TASK STATEMENT: From the line with "let state = model.state();" through the line with "use tokio::time::Sleep;", repeat the entries verbatim, both end lines included, and add nothing.
INPUT DATA below:
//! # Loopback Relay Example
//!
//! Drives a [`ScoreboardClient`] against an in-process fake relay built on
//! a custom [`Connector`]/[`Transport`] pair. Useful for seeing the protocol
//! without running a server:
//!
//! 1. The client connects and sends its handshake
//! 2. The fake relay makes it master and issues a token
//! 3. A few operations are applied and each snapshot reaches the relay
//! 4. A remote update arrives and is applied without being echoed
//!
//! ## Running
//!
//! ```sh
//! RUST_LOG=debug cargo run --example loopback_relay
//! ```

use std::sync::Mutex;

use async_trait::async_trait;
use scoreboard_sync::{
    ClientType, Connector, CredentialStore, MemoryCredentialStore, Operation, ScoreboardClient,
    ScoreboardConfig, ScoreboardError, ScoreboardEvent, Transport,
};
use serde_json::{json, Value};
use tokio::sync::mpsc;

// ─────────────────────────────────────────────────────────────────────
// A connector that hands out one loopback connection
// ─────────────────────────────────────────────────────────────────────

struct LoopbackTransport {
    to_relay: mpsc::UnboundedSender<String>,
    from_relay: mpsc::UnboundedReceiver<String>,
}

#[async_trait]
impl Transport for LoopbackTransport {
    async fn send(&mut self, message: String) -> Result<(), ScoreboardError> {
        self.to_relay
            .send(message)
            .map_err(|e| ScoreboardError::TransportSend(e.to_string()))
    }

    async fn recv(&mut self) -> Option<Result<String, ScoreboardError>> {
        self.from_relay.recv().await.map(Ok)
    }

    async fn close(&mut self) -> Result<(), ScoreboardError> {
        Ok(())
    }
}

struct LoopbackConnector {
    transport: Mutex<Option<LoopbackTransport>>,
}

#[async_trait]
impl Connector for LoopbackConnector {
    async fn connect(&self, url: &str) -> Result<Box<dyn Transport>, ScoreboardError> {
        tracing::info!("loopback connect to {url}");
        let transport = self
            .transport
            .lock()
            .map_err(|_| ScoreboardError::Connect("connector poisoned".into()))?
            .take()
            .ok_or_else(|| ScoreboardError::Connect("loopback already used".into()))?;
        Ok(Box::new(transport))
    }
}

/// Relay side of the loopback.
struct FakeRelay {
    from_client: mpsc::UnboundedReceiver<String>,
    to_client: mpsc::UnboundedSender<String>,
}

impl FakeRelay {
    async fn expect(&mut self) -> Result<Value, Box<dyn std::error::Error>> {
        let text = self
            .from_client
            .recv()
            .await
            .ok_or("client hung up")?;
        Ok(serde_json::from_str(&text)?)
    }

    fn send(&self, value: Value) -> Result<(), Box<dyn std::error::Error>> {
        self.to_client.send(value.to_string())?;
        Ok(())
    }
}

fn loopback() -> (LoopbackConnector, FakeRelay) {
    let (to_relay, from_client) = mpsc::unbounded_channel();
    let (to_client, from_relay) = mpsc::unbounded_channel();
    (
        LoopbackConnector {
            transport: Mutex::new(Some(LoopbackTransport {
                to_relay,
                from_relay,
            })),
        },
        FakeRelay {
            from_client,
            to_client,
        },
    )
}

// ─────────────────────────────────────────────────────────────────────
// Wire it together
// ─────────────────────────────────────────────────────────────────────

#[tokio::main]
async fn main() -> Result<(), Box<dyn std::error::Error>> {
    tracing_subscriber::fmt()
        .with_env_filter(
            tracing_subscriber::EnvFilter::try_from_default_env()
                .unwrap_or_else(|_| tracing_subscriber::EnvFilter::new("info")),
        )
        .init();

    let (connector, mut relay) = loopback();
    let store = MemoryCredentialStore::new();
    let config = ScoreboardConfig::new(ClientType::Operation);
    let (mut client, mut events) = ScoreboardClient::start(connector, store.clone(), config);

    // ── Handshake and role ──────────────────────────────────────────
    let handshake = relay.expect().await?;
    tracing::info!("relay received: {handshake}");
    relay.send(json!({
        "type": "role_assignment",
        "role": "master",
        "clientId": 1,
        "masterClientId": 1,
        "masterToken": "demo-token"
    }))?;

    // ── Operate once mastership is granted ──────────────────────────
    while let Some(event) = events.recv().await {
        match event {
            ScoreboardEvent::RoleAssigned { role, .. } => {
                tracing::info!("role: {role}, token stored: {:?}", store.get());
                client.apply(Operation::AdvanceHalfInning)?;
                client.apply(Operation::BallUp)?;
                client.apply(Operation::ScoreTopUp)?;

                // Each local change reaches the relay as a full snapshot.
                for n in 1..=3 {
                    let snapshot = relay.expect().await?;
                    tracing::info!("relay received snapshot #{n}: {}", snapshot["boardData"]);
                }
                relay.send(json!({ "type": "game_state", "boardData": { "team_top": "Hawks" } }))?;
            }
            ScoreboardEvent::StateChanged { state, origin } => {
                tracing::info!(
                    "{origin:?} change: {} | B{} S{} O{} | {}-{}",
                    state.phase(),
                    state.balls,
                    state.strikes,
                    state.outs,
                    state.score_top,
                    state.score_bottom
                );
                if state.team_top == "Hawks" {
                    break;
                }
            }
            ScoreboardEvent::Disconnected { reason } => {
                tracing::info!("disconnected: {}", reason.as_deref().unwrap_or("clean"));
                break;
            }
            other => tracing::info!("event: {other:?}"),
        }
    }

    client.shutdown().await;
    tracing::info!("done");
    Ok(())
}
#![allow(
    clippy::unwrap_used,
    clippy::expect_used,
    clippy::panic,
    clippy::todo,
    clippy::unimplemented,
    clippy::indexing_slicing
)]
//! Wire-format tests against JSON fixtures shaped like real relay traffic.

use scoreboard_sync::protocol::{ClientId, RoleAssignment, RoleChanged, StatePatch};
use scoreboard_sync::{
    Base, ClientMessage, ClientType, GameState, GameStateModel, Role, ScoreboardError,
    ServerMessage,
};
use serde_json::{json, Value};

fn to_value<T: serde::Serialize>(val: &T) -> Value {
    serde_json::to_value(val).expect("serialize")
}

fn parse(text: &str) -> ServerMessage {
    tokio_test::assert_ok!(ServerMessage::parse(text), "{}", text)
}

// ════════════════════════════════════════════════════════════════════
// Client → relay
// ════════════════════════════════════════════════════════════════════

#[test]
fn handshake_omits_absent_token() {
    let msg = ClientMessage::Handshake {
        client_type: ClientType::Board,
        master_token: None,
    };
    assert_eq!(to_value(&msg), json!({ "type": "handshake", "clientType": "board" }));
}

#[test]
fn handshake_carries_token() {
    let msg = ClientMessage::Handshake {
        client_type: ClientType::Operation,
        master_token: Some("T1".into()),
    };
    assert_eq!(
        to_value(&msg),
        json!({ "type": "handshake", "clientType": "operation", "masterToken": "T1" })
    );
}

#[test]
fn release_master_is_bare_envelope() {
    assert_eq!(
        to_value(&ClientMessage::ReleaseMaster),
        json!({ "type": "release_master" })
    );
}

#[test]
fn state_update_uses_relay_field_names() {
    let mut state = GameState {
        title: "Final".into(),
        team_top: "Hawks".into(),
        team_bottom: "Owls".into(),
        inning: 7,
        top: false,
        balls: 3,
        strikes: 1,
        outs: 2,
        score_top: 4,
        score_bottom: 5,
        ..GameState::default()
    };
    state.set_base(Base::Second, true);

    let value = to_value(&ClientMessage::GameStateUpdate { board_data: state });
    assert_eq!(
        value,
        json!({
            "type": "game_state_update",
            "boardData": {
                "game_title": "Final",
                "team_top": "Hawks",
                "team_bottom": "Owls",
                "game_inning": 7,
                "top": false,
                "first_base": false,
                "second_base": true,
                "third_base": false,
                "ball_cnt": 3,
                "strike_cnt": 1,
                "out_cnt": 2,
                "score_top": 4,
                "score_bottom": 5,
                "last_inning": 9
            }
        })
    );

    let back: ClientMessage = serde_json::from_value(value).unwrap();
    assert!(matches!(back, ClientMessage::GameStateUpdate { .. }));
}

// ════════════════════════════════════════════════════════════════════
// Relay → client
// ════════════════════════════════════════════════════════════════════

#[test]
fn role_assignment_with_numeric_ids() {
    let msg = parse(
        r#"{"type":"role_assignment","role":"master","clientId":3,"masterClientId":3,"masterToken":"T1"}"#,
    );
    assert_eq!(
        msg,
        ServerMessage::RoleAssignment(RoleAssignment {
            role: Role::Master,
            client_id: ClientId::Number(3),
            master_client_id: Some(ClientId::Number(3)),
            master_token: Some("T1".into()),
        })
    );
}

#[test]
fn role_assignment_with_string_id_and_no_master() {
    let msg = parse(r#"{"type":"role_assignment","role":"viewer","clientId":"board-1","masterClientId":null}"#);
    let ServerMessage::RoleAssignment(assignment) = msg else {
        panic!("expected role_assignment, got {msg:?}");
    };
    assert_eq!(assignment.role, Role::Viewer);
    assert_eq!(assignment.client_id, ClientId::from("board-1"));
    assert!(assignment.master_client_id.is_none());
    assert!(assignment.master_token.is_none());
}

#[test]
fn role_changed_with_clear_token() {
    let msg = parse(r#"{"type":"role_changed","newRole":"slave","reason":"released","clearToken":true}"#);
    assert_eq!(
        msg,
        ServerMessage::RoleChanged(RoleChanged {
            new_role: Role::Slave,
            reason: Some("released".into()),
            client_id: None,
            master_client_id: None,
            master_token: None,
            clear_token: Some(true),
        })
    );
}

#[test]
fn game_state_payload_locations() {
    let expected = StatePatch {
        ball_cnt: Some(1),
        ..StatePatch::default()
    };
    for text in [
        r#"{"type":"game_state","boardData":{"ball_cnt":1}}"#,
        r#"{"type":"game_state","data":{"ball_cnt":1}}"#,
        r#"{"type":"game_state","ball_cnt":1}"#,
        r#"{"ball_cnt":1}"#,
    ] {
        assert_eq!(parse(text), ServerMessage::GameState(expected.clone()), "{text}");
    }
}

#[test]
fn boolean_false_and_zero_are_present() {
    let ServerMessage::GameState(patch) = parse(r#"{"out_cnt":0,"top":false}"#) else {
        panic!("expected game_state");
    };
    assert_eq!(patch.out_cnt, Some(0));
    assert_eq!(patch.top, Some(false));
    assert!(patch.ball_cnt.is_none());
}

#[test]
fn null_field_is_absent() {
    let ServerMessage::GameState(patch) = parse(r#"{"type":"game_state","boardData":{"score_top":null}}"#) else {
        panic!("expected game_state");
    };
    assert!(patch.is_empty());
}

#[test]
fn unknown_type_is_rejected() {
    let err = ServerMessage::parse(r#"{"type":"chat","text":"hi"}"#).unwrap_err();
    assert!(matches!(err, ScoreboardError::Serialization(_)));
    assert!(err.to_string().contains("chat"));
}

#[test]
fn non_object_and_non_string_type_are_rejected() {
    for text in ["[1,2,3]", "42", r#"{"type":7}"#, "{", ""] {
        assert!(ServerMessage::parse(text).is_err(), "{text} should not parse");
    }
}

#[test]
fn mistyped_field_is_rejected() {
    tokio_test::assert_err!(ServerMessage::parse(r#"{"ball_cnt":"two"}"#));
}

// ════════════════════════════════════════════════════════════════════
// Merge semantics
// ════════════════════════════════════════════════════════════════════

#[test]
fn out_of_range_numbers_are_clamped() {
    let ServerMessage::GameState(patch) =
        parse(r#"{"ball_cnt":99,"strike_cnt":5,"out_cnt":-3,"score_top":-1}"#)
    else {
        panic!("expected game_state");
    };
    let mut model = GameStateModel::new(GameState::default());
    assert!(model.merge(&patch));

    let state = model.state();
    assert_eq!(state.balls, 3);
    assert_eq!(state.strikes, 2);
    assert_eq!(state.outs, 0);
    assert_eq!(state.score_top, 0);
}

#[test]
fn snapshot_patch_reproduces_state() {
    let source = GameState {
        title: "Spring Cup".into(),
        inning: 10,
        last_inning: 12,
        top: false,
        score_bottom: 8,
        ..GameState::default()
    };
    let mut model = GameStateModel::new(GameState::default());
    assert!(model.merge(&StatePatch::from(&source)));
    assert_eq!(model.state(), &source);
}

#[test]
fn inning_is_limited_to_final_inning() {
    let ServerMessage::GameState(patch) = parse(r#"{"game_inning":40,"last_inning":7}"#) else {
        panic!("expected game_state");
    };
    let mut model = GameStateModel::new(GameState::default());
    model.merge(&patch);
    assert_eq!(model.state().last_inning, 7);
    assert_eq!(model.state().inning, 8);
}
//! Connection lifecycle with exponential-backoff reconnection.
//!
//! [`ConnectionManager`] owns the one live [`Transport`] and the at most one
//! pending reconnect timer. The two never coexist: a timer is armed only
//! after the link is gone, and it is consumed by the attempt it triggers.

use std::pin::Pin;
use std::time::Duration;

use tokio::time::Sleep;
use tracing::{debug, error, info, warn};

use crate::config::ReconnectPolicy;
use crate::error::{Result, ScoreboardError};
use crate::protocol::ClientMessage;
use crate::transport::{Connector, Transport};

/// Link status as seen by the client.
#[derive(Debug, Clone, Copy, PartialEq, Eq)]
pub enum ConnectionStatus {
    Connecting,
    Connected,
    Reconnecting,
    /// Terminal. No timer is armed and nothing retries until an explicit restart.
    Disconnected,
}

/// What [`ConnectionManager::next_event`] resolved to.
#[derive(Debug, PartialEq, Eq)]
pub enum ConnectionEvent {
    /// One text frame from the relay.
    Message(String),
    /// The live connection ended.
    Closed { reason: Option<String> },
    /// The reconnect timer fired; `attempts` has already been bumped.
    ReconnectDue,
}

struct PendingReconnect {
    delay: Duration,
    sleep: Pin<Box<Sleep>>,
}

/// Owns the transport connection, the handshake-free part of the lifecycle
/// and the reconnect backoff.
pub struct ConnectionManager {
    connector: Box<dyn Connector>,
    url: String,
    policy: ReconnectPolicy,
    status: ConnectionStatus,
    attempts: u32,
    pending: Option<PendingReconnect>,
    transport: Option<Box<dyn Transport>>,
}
End of INPUT DATA.
FINISHED TASK:
    let state = model.state();
    assert_eq!(state.balls, 3);
    assert_eq!(state.strikes, 2);
    assert_eq!(state.outs, 0);
    assert_eq!(state.score_top, 0);
}

#[test]
fn snapshot_patch_reproduces_state() {
    let source = GameState {
        title: "Spring Cup".into(),
        inning: 10,
        last_inning: 12,
        top: false,
        score_bottom: 8,
        ..GameState::default()
    };
    let mut model = GameStateModel::new(GameState::default());
    assert!(model.merge(&StatePatch::from(&source)));
    assert_eq!(model.state(), &source);
}

#[test]
fn inning_is_limited_to_final_inning() {
    let ServerMessage::GameState(patch) = parse(r#"{"game_inning":40,"last_inning":7}"#) else {
        panic!("expected game_state");
    };
    let mut model = GameStateModel::new(GameState::default());
    model.merge(&patch);
    assert_eq!(model.state().last_inning, 7);
    assert_eq!(model.state().inning, 8);
}
//! Connection lifecycle with exponential-backoff reconnection.
//!
//! [`ConnectionManager`] owns the one live [`Transport`] and the at most one
//! pending reconnect timer. The two never coexist: a timer is armed only
//! after the link is gone, and it is consumed by the attempt it triggers.

use std::pin::Pin;
use std::time::Duration;

use tokio::time::Sleep;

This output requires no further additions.